Based on its high albedo and its location within the asteroid belt, Los Molinos is an assumed S-type asteroid.

=== Rotation period ===

In August 2010, a rotational lightcurve of Los Molinos was obtained from photometric observations in the R-band by astronomers at the Palomar Transient Factory in California. Lightcurve analysis gave a rotation period of 267.906±1.9703 hours with a brightness amplitude of 0.33 magnitude (U=2). This makes Los Molinos one of the top 200 slow rotators known to exist.

=== Diameter and albedo ===

According to the survey carried out by the NEOWISE mission of NASA's Wide-field Infrared Survey Explorer, Los Molinos measures 2.853 kilometers in diameter and its surface has a high albedo of 0.34.

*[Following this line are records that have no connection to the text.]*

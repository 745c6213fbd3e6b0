//! CGM Analytics Dashboard
//!
//! This tool fetches a continuous-glucose-monitor (CGM) export, cleans it
//! and renders a single analytics page: descriptive statistics, a bolus
//! boxplot, a time-in-range breakdown and an interactive glucose trace.

use controller::application::AppController;
use crate::core::constants::{CACHE_FILE, DATA_URL};
use eframe::NativeOptions;
use env_logger::Env;
use model::loader::{DatasetCache, HttpSource};
use tokio::runtime::Runtime;

/// Core utilities and traits used throughout the application.
mod core {
    /// Application-wide constants.
    pub mod constants;
    /// Event system for inter-module communication.
    pub mod events;
    /// Trait definitions for views.
    pub mod view_trait;
}

/// Controllers managing the application's logic.
mod controller {
    /// Entry point controller orchestrating loading and view switching.
    pub mod application;
}

/// Mathematical utilities for the data pipeline.
mod math {
    /// Gap interpolation and descriptive statistics.
    pub mod series;
}

/// Data models representing the application's domain.
mod model {
    /// Tabular structures produced by the loader.
    pub mod dataset;
    /// Range classification, aggregation and derived session data.
    pub mod glucose;
    /// Download, local mirror and memoization of the dataset.
    pub mod loader;
}

/// UI-related components for the application.
mod view {
    /// The analytics dashboard page.
    pub mod dashboard;
    /// Spinner and fatal-error page shown before data arrives.
    pub mod loading;
}

/// Main entry point of the application.
///
/// Initializes logging, sets up the asynchronous runtime, and starts the
/// application with the eframe framework.
fn main() {
    // Initialize logger with environment-specific settings.
    env_logger::Builder::from_env(
        Env::default()
            .filter_or("MY_LOG_LEVEL", "info")
            .write_style_or("MY_LOG_STYLE", "always"),
    )
    .init();

    // Create a new Tokio runtime for asynchronous operations.
    let rt = Runtime::new().expect("Unable to create Runtime");
    let _enter = rt.enter();

    let source = HttpSource::new(DATA_URL).expect("Unable to create HTTP client");
    let cache = DatasetCache::new(CACHE_FILE);

    // Start the eframe application with the controller as the app.
    eframe::run_native(
        "Cgm-rs",
        NativeOptions::default(),
        Box::new(|cc| {
            let controller = AppController::new(source, cache, cc.egui_ctx.clone());
            Ok(Box::new(controller))
        }),
    )
    .expect("Failed to start eframe application");
}
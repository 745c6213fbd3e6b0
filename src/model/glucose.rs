//! Glucose Model
//!
//! This module derives everything the dashboard shows from a loaded
//! [`Dataset`]: gap-free columns, clinical range classification,
//! time-in-range aggregation, descriptive statistics and the trace points.
//! All of it is a pure function of the dataset and is recomputed as a whole;
//! the raw dataset itself is never mutated.

use std::collections::BTreeMap;

use anyhow::{bail, Result};
use serde::{Deserialize, Serialize};

use crate::core::constants::{
    COL_BASAL, COL_BOLUS, COL_GLYCEMIA, RANGE_EDGES, SEVERITY_HIGH, SEVERITY_LOW,
};
use crate::math::series::{boxplot_summary, describe, interpolate_both, BoxplotSummary, ColumnSummary};
use crate::model::dataset::{Dataset, Reading};

/// Clinical glucose range of one reading.
///
/// The intervals follow the declared bin edges `[0, 0.7, 1.8, 3.5]` g/L,
/// closed on the right. `ALL` fixes the presentation order to the declared
/// edge order; aggregation must never fall back to a map's natural sort.
#[derive(Clone, Copy, Debug, PartialEq, Eq, Serialize, Deserialize)]
pub enum RangeBucket {
    /// (0, 0.7] g/L.
    Hypoglycemia,
    /// (0.7, 1.8] g/L.
    Target,
    /// (1.8, 3.5] g/L.
    Hyperglycemia,
}

impl RangeBucket {
    /// Buckets in declared bin-edge order.
    pub const ALL: [RangeBucket; 3] = [
        RangeBucket::Hypoglycemia,
        RangeBucket::Target,
        RangeBucket::Hyperglycemia,
    ];

    /// Classifies a glycemia value in g/L.
    ///
    /// Values outside `(0, 3.5]` (including gaps) are unclassified and
    /// silently excluded from aggregation, mirroring the source data's
    /// open-ended bins. This silent drop is a known limitation.
    pub fn classify(glycemia: f64) -> Option<Self> {
        if glycemia > RANGE_EDGES[0] && glycemia <= RANGE_EDGES[1] {
            Some(RangeBucket::Hypoglycemia)
        } else if glycemia > RANGE_EDGES[1] && glycemia <= RANGE_EDGES[2] {
            Some(RangeBucket::Target)
        } else if glycemia > RANGE_EDGES[2] && glycemia <= RANGE_EDGES[3] {
            Some(RangeBucket::Hyperglycemia)
        } else {
            None
        }
    }

    /// Index into bucket-count arrays, in declared order.
    pub fn index(self) -> usize {
        match self {
            RangeBucket::Hypoglycemia => 0,
            RangeBucket::Target => 1,
            RangeBucket::Hyperglycemia => 2,
        }
    }

    /// Interval label used in the range-count table.
    pub fn interval_label(self) -> String {
        let i = self.index();
        format!("({}, {}]", RANGE_EDGES[i], RANGE_EDGES[i + 1])
    }

    /// Row label of the percentage table.
    pub fn percentage_label(self) -> &'static str {
        match self {
            RangeBucket::Hypoglycemia => "Time<70:",
            RangeBucket::Target => "Time in range:",
            RangeBucket::Hyperglycemia => "Time>180:",
        }
    }
}

/// Coarse 3-level severity tag in mg/dL steps.
///
/// Classifies the **bolus** column, not glycemia. That reproduces the
/// source data pipeline verbatim; the field choice looks like a mislabeling
/// there but is preserved here until the data owner confirms intent.
#[derive(Clone, Copy, Debug, PartialEq, Eq, Serialize, Deserialize)]
pub enum AggregateSeverity {
    /// Value at or below 70.
    Low,
    /// Between the thresholds.
    Moderate,
    /// Value at or above 180.
    High,
}

impl AggregateSeverity {
    pub fn classify(bolus: f64) -> Self {
        if bolus >= SEVERITY_HIGH {
            AggregateSeverity::High
        } else if bolus <= SEVERITY_LOW {
            AggregateSeverity::Low
        } else {
            // NaN input lands here as well, like the source pipeline.
            AggregateSeverity::Moderate
        }
    }

    /// The numeric tag the source pipeline stores.
    pub fn as_mg_dl(self) -> u16 {
        match self {
            AggregateSeverity::Low => 70,
            AggregateSeverity::Moderate => 110,
            AggregateSeverity::High => 180,
        }
    }
}

/// Counts of classified readings per (time-of-day, range) pair.
///
/// Rows are the distinct time-of-day strings, columns the three range
/// buckets in declared order. Missing combinations count as 0.
#[derive(Clone, Debug, Default, PartialEq, Serialize, Deserialize)]
pub struct TimeRangeSummary {
    counts: BTreeMap<String, [u64; 3]>,
}

impl TimeRangeSummary {
    /// Builds the pivot from per-reading classifications. Unclassified
    /// readings are skipped.
    pub fn from_classified<'a, I>(rows: I) -> Self
    where
        I: IntoIterator<Item = (&'a str, Option<RangeBucket>)>,
    {
        let mut counts: BTreeMap<String, [u64; 3]> = BTreeMap::new();
        for (time, bucket) in rows {
            if let Some(bucket) = bucket {
                counts.entry(time.to_string()).or_default()[bucket.index()] += 1;
            }
        }
        Self { counts }
    }

    pub fn count(&self, time: &str, bucket: RangeBucket) -> u64 {
        self.counts
            .get(time)
            .map_or(0, |row| row[bucket.index()])
    }

    /// Totals per bucket summed over all time-of-day rows, in declared
    /// bin-edge order.
    pub fn bucket_totals(&self) -> [u64; 3] {
        let mut totals = [0u64; 3];
        for row in self.counts.values() {
            for (total, count) in totals.iter_mut().zip(row) {
                *total += count;
            }
        }
        totals
    }

    pub fn total_classified(&self) -> u64 {
        self.bucket_totals().iter().sum()
    }
}

/// One row of the time-in-range percentage table.
#[derive(Clone, Debug, PartialEq, Serialize, Deserialize)]
pub struct PercentageRow {
    pub bucket: RangeBucket,
    /// Share of classified readings, in percent.
    pub value: f64,
    /// Display string, e.g. `"25.00%"`.
    pub formatted: String,
}

/// Percentage of classified readings per bucket, in declared bin order.
///
/// Unclassified readings are excluded from the denominator, so the three
/// shares sum to ~100 whenever anything was classified at all.
pub fn percentage_breakdown(totals: &[u64; 3]) -> [PercentageRow; 3] {
    let total: u64 = totals.iter().sum();
    RangeBucket::ALL.map(|bucket| {
        let value = if total == 0 {
            0.0
        } else {
            totals[bucket.index()] as f64 / total as f64 * 100.0
        };
        PercentageRow {
            bucket,
            value,
            formatted: format!("{:.2}%", value),
        }
    })
}

/// Axis of the glucose trace.
#[derive(Clone, Copy, Debug, Default, PartialEq, Eq, Serialize, Deserialize)]
pub enum TraceAxis {
    /// X values are Unix timestamps in seconds; preset window buttons work.
    Timestamp,
    /// Timestamps could not be parsed; x values are row indices.
    #[default]
    RowIndex,
}

/// Glucose time series for the interactive chart.
#[derive(Clone, Debug, Default, PartialEq, Serialize, Deserialize)]
pub struct GlucoseTrace {
    pub axis: TraceAxis,
    /// `[x, glycemia]` points; rows without a glycemia value are skipped.
    pub points: Vec<[f64; 2]>,
}

/// Everything derived from one dataset, computed in a single pass.
#[derive(Clone, Debug)]
pub struct GlucoseSessionData {
    /// Readings with the numeric gaps filled.
    pub readings: Vec<Reading>,
    /// Range bucket per reading, `None` where unclassifiable.
    pub buckets: Vec<Option<RangeBucket>>,
    /// Severity tag per reading (derived from bolus, see
    /// [`AggregateSeverity`]).
    pub severity: Vec<AggregateSeverity>,
    /// Pivot of classified readings by time of day and range.
    pub summary: TimeRangeSummary,
    /// Time-in-range percentage rows in declared bin order.
    pub percentages: [PercentageRow; 3],
    /// Descriptive statistics per numeric column, preview order.
    pub stats: Vec<(&'static str, ColumnSummary)>,
    /// Boxplot summary of the cleaned bolus column.
    pub bolus_box: Option<BoxplotSummary>,
    /// Glucose time series for the chart.
    pub trace: GlucoseTrace,
}

impl GlucoseSessionData {
    /// Runs the full pipeline: interpolation, classification, aggregation
    /// and descriptive statistics. Deterministic for a given dataset.
    ///
    /// # Errors
    /// Fails when the dataset holds no readings at all.
    pub fn from_dataset(dataset: &Dataset) -> Result<Self> {
        if dataset.is_empty() {
            bail!("The export contains no readings.");
        }
        let glycemia = interpolate_both(&dataset.column(|r| r.glycemia));
        let bolus = interpolate_both(&dataset.column(|r| r.bolus));
        let basal = interpolate_both(&dataset.column(|r| r.basal_rate));

        let readings: Vec<Reading> = dataset
            .readings()
            .iter()
            .enumerate()
            .map(|(i, r)| Reading {
                date: r.date.clone(),
                time: r.time.clone(),
                glycemia: finite(glycemia[i]),
                bolus: finite(bolus[i]),
                basal_rate: finite(basal[i]),
            })
            .collect();

        let buckets: Vec<Option<RangeBucket>> =
            glycemia.iter().map(|g| RangeBucket::classify(*g)).collect();
        let severity: Vec<AggregateSeverity> = bolus
            .iter()
            .map(|b| AggregateSeverity::classify(*b))
            .collect();

        let summary = TimeRangeSummary::from_classified(
            readings
                .iter()
                .map(|r| r.time.as_str())
                .zip(buckets.iter().copied()),
        );
        let percentages = percentage_breakdown(&summary.bucket_totals());

        let mut stats = Vec::new();
        for (name, column) in [
            (COL_GLYCEMIA, &glycemia),
            (COL_BOLUS, &bolus),
            (COL_BASAL, &basal),
        ] {
            if let Some(summary) = describe(column) {
                stats.push((name, summary));
            }
        }

        let trace = match dataset.timestamps() {
            Some(timestamps) => GlucoseTrace {
                axis: TraceAxis::Timestamp,
                points: timestamps
                    .iter()
                    .zip(&glycemia)
                    .filter(|(_, g)| g.is_finite())
                    .map(|(ts, g)| [ts.unix_timestamp() as f64, *g])
                    .collect(),
            },
            None => GlucoseTrace {
                axis: TraceAxis::RowIndex,
                points: glycemia
                    .iter()
                    .enumerate()
                    .filter(|(_, g)| g.is_finite())
                    .map(|(i, g)| [i as f64, *g])
                    .collect(),
            },
        };

        Ok(Self {
            readings,
            buckets,
            severity,
            summary,
            percentages,
            stats,
            bolus_box: boxplot_summary(&bolus),
            trace,
        })
    }
}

The Collaborative Asteroid Lightcurve Link assumes a standard albedo for stony asteroids of 0.20 and calculates a diameter of 2.96 kilometers based on an absolute magnitude of 15.01.

== Naming ==

This minor planet was named after the Los Molinos Observatory (844) located near Montevideo in Uruguay. The observatory is known for its astrometric follow-up observations of asteroids and comets. The official naming citation was published by the Minor Planet Center on 13 April 2017 (M.P.C. 103975/103976).